▶ _Problem to solve_
Every line below that holds the string "SqliteConnectOptions" must be copied.
*** Opening Supplied information ***
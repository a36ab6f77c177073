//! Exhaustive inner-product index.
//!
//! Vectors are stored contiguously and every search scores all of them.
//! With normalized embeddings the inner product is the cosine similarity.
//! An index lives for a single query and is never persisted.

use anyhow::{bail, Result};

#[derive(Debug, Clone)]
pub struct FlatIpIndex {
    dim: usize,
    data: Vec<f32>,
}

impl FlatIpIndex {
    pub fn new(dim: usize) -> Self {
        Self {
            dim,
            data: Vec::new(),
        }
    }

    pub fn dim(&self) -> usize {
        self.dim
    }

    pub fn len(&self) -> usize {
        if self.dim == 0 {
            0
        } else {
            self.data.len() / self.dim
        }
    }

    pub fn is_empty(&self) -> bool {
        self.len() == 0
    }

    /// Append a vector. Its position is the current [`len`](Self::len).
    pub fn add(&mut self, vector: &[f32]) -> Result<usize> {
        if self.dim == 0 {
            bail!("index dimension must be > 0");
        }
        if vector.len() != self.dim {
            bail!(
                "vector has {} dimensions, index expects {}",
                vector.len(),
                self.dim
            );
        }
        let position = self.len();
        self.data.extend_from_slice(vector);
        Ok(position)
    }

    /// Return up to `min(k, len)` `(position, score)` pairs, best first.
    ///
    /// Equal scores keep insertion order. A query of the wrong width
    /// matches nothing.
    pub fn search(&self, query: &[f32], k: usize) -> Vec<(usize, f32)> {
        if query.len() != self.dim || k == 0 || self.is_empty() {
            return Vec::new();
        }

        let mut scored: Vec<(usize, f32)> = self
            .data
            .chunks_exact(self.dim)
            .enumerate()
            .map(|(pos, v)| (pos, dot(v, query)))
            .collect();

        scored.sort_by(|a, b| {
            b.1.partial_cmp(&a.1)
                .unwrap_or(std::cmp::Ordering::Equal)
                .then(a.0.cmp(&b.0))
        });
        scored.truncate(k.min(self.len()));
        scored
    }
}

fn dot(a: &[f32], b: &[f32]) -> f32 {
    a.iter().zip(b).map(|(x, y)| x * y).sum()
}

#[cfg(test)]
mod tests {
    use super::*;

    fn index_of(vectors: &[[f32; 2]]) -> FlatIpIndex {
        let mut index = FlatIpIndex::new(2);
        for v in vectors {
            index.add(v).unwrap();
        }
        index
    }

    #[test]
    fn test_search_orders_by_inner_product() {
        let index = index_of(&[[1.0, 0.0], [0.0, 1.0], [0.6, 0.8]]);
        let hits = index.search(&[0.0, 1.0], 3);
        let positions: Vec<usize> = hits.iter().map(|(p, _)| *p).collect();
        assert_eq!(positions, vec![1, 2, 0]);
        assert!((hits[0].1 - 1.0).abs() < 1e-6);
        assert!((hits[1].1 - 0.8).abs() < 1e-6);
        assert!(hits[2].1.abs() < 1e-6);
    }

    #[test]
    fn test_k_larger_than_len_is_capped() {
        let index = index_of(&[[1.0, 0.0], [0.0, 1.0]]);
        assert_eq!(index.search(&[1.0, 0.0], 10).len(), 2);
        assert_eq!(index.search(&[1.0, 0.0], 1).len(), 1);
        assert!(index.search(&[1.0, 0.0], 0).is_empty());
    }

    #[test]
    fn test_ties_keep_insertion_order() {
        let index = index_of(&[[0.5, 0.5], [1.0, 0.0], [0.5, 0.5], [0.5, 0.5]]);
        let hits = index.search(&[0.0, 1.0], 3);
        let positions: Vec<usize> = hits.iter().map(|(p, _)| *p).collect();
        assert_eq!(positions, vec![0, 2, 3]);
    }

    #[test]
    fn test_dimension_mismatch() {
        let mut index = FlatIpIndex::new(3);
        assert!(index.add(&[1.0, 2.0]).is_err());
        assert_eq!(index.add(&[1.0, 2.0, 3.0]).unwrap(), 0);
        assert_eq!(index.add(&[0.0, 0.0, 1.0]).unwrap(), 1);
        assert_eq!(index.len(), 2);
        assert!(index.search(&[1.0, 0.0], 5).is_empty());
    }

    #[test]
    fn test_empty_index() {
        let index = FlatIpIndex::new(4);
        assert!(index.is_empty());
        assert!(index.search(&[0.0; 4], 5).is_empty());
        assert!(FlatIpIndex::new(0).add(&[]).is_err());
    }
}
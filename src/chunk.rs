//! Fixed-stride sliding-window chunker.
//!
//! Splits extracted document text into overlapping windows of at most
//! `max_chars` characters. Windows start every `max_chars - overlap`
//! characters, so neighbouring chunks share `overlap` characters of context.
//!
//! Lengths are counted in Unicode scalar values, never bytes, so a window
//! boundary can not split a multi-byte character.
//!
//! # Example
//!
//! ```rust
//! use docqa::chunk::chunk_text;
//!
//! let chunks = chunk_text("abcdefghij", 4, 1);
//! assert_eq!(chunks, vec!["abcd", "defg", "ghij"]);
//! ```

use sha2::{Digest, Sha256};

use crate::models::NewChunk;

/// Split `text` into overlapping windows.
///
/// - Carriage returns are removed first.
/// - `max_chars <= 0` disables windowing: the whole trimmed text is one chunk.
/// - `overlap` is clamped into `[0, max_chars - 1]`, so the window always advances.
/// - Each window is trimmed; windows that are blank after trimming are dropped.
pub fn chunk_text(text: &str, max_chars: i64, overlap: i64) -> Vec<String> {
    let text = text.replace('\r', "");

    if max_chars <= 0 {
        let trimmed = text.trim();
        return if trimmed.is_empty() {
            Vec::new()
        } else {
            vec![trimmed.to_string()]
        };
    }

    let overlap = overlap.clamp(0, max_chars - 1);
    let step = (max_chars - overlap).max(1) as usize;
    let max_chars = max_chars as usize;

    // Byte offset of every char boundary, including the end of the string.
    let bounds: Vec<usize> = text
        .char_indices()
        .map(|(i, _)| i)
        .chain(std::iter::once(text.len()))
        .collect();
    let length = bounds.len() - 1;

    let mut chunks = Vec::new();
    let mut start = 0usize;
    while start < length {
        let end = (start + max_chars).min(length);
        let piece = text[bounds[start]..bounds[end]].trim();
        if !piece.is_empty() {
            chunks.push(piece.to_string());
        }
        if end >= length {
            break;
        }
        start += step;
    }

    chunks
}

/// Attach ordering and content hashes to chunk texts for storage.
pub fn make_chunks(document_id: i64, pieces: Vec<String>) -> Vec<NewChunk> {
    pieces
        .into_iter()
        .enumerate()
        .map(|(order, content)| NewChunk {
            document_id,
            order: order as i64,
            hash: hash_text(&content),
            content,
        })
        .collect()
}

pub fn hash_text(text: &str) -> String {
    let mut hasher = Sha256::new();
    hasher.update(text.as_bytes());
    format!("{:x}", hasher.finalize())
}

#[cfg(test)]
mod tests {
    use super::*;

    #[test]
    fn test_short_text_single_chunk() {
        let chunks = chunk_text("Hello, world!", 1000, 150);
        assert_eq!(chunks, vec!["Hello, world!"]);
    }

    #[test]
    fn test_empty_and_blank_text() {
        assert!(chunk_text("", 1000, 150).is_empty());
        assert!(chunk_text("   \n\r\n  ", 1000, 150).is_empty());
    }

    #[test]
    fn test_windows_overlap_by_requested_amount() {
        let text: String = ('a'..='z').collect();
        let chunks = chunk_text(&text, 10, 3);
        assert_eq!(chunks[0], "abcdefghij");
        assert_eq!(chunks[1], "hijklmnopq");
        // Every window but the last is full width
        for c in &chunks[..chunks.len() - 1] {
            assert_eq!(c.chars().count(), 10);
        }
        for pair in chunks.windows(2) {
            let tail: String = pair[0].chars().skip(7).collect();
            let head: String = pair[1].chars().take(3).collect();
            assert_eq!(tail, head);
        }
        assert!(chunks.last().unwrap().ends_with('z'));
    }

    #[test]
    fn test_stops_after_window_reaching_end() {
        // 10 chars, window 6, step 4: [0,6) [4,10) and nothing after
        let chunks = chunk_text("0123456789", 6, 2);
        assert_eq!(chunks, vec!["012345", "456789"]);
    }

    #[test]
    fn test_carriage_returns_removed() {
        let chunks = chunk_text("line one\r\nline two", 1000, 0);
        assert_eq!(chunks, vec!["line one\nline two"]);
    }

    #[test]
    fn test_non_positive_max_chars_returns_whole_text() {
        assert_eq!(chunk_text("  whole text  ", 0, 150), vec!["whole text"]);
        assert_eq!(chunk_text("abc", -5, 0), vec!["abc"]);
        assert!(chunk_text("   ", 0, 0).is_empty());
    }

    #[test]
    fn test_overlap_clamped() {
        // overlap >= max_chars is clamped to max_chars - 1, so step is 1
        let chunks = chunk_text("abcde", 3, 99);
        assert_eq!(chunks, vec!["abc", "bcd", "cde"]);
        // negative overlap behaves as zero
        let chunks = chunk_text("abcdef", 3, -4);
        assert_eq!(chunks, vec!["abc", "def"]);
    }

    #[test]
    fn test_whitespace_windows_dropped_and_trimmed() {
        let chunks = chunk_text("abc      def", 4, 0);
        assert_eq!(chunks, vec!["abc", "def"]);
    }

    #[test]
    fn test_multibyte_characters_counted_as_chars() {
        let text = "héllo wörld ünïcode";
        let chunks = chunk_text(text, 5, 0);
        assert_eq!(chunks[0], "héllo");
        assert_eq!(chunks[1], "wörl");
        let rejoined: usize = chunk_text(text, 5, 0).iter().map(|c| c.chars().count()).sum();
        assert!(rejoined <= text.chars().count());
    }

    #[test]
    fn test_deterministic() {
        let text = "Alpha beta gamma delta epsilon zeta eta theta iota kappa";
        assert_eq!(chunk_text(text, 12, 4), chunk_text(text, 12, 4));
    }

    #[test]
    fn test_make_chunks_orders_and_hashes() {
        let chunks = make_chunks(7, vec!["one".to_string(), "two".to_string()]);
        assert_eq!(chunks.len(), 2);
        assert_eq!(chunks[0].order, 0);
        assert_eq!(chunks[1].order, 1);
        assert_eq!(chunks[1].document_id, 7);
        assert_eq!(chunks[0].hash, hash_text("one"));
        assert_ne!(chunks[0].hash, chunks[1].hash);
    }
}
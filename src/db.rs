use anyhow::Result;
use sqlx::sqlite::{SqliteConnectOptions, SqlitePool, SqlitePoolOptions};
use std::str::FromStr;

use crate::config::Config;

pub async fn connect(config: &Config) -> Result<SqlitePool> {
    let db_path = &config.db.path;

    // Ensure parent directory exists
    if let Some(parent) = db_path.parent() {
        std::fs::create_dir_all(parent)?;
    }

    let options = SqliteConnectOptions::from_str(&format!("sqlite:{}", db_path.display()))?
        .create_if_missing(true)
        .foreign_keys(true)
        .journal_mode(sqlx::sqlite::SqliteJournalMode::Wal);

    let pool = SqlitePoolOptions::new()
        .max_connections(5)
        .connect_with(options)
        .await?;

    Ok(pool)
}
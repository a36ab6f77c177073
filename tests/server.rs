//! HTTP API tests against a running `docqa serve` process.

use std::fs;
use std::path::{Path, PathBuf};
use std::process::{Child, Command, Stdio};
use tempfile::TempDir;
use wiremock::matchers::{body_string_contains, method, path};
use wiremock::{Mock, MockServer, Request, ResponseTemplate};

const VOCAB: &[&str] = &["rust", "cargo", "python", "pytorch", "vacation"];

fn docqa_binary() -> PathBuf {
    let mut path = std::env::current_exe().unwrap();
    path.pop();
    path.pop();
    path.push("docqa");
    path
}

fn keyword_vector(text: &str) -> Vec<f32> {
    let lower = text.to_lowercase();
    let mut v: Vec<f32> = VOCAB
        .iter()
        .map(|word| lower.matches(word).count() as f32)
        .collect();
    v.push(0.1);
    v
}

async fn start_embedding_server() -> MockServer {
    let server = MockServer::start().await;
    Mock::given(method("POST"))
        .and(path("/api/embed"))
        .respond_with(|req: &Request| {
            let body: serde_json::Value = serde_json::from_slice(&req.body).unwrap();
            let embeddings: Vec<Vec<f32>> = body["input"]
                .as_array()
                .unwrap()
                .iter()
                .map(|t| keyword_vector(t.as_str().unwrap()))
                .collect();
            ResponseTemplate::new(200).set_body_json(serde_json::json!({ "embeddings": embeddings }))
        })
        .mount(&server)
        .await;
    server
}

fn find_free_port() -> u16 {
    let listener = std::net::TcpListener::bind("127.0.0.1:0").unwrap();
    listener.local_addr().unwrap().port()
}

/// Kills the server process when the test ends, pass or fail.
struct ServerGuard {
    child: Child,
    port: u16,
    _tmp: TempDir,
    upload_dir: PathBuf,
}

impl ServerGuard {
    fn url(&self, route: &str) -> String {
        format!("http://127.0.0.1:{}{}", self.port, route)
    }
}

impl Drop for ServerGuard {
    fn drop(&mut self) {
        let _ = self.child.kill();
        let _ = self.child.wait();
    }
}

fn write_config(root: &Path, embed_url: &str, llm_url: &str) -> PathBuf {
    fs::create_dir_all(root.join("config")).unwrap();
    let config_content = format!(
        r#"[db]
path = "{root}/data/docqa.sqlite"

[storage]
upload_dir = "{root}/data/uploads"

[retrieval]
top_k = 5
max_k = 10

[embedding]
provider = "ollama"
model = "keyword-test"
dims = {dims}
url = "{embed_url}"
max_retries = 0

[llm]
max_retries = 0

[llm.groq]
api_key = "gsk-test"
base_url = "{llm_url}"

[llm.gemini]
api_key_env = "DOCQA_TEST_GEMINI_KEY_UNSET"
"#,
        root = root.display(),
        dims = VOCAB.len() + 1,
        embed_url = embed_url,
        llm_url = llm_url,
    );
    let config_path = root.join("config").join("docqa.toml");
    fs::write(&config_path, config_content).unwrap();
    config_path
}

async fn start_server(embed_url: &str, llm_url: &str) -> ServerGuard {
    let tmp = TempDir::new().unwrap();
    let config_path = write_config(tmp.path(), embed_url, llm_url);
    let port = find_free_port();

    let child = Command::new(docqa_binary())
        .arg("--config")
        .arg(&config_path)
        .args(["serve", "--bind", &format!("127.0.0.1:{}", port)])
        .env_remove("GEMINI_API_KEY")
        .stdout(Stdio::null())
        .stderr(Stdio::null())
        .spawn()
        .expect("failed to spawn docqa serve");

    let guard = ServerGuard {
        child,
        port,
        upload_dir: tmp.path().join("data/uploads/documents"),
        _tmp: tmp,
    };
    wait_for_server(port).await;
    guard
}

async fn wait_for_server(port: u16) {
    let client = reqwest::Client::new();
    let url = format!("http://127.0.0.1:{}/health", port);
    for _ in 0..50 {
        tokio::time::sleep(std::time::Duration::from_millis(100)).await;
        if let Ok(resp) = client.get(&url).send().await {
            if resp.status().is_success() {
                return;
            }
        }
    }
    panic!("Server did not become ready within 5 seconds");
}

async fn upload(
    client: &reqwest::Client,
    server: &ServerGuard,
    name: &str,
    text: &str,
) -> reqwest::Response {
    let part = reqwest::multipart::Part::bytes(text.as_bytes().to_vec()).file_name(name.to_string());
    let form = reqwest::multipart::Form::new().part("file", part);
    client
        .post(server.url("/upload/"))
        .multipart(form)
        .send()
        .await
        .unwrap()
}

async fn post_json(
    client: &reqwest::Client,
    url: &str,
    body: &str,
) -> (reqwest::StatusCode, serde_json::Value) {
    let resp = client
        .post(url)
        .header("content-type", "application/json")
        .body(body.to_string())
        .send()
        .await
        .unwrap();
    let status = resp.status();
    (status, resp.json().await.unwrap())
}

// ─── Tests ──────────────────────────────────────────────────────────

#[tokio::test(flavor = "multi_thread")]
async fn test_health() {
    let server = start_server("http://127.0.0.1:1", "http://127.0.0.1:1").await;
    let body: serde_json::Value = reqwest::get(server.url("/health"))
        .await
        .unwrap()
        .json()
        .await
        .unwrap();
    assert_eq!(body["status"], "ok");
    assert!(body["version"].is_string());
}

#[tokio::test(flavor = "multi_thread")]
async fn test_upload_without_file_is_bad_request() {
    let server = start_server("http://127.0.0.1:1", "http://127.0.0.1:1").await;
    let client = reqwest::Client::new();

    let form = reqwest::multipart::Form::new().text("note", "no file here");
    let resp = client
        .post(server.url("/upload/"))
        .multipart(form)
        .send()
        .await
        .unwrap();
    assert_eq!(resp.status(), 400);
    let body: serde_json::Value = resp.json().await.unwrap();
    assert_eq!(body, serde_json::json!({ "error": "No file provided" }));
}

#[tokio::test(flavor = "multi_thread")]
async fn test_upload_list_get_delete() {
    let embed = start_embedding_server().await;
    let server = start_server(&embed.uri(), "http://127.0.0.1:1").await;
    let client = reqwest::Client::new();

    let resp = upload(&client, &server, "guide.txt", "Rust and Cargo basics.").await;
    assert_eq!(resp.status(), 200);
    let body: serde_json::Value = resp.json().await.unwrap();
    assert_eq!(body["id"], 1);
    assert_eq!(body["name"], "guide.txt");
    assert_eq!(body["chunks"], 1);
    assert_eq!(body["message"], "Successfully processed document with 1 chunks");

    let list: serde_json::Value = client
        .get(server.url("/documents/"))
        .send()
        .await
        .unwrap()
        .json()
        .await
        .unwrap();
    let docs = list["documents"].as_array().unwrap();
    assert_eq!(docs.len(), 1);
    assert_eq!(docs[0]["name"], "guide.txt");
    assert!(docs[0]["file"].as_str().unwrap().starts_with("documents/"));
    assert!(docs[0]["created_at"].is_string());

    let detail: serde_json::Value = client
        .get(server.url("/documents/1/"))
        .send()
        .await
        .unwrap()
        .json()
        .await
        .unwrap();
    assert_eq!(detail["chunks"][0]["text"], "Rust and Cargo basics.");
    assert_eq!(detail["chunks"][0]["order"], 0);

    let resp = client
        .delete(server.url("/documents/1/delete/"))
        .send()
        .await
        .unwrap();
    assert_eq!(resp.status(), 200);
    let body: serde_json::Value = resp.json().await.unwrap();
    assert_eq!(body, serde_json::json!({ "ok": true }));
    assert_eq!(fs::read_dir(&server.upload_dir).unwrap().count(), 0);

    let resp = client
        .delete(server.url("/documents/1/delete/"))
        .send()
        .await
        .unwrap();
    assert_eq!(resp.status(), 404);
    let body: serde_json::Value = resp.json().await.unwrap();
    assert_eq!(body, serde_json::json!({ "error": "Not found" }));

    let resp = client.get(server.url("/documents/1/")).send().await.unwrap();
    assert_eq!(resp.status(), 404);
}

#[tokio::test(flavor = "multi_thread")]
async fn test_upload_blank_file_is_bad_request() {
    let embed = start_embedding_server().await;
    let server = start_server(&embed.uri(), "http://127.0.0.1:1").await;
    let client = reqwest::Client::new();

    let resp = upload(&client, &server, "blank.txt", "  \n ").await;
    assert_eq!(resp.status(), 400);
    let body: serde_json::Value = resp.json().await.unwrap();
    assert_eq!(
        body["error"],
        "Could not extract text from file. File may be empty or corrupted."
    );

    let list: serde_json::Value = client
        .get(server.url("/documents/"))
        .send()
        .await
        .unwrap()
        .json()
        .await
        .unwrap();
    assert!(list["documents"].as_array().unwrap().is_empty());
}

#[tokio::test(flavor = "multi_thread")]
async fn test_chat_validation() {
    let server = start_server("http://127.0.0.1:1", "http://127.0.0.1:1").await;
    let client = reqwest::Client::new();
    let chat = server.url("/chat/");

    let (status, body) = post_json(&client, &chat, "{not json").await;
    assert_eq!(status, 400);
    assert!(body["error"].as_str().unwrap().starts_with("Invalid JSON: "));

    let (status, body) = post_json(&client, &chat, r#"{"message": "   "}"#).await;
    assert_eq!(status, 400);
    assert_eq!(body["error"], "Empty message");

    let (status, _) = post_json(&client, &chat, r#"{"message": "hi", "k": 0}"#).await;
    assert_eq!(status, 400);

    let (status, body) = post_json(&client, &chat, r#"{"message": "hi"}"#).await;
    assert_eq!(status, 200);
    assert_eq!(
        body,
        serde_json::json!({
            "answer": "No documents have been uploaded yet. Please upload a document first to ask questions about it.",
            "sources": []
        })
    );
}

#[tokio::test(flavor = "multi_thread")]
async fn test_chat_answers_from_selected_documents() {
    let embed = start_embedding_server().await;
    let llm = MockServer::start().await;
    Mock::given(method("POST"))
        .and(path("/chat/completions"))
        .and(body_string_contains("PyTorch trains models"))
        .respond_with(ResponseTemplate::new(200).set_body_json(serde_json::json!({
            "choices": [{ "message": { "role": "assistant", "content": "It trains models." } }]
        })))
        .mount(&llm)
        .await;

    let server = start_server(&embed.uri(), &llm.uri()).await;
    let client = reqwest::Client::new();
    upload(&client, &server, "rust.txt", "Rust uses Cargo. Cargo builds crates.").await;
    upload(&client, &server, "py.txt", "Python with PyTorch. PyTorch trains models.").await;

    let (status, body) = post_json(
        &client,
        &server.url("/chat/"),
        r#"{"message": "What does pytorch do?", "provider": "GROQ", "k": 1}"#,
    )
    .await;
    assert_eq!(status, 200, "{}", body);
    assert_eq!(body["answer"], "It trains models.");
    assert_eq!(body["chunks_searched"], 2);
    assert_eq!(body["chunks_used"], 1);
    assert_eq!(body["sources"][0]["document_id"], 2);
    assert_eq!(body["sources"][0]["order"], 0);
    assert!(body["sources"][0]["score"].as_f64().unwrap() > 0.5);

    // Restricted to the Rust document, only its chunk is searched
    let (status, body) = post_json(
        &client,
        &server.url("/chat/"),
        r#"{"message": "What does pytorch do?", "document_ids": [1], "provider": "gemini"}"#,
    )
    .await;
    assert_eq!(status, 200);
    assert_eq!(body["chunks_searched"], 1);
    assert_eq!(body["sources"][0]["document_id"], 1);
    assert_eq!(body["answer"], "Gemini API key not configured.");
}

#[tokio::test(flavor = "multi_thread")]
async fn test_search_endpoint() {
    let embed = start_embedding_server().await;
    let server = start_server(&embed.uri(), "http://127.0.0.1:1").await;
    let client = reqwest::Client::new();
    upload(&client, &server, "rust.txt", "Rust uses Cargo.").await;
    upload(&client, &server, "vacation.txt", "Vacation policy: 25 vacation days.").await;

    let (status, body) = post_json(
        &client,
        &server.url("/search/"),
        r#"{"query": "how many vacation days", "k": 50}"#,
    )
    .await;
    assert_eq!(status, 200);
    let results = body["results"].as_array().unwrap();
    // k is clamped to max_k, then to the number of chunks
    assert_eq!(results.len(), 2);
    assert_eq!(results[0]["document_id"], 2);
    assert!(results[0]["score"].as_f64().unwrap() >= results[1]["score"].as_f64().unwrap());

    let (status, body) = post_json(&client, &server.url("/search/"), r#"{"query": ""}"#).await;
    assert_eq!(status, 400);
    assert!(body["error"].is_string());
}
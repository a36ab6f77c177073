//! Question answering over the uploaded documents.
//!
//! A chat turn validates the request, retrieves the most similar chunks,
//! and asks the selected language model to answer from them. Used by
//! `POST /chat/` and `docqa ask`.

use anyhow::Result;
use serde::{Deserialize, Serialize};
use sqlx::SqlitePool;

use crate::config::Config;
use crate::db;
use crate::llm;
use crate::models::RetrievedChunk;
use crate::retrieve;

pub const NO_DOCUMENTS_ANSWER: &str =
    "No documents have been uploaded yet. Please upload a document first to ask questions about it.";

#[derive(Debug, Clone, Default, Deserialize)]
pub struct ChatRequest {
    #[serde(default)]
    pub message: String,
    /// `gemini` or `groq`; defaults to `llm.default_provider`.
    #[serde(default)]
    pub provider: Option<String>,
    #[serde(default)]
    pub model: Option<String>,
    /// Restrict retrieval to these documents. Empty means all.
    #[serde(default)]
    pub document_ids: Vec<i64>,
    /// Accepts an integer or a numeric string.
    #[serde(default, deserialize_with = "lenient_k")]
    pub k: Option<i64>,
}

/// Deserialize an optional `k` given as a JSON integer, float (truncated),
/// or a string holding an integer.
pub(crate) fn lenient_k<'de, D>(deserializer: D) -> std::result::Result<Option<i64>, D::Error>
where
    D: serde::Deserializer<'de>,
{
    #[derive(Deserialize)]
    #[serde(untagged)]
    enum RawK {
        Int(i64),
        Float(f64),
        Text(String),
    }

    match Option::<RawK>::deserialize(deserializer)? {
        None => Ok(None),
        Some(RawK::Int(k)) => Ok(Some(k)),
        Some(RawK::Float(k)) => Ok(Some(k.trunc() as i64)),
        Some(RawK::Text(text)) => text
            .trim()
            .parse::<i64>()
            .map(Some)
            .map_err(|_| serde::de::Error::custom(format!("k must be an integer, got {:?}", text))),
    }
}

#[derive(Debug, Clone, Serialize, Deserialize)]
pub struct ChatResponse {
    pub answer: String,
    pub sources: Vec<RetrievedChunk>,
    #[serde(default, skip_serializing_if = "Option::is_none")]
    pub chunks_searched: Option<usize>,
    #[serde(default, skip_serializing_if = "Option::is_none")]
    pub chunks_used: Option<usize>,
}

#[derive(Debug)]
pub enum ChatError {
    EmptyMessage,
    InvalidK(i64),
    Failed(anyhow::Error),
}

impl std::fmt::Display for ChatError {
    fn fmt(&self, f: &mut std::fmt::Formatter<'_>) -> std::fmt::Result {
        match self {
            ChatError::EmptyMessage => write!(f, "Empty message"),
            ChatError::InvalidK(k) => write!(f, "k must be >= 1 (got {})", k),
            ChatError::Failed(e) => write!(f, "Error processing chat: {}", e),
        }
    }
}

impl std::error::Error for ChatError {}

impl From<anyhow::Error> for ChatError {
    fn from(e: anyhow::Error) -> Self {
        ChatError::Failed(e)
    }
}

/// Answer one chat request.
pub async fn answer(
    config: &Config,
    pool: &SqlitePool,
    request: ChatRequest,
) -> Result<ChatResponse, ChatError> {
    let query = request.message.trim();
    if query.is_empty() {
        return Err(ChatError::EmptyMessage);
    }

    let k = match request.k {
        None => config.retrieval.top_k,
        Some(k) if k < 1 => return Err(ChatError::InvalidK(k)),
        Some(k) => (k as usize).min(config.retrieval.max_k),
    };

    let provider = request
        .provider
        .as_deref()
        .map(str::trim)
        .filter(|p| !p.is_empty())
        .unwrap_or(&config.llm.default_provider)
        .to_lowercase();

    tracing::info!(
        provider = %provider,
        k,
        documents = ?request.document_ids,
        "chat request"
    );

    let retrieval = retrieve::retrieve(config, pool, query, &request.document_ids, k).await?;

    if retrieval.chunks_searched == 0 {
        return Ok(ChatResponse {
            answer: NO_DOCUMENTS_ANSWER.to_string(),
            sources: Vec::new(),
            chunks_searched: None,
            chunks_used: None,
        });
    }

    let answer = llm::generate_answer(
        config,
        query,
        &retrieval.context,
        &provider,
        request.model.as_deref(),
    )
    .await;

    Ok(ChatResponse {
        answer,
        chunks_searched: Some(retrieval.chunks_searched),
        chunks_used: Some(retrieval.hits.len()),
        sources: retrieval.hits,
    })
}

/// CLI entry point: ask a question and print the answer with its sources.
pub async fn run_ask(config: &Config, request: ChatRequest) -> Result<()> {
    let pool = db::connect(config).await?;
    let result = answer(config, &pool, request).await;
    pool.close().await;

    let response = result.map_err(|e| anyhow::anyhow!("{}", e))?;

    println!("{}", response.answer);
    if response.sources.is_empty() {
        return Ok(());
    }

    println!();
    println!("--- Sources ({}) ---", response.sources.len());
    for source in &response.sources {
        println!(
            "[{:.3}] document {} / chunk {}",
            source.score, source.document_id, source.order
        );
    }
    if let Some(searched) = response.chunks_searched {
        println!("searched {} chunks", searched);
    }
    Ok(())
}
*** Closing Supplied information ***
▶ _Task response_
use sqlx::sqlite::{SqliteConnectOptions, SqlitePool, SqlitePoolOptions};
    let options = SqliteConnectOptions::from_str(&format!("sqlite:{}", db_path.display()))?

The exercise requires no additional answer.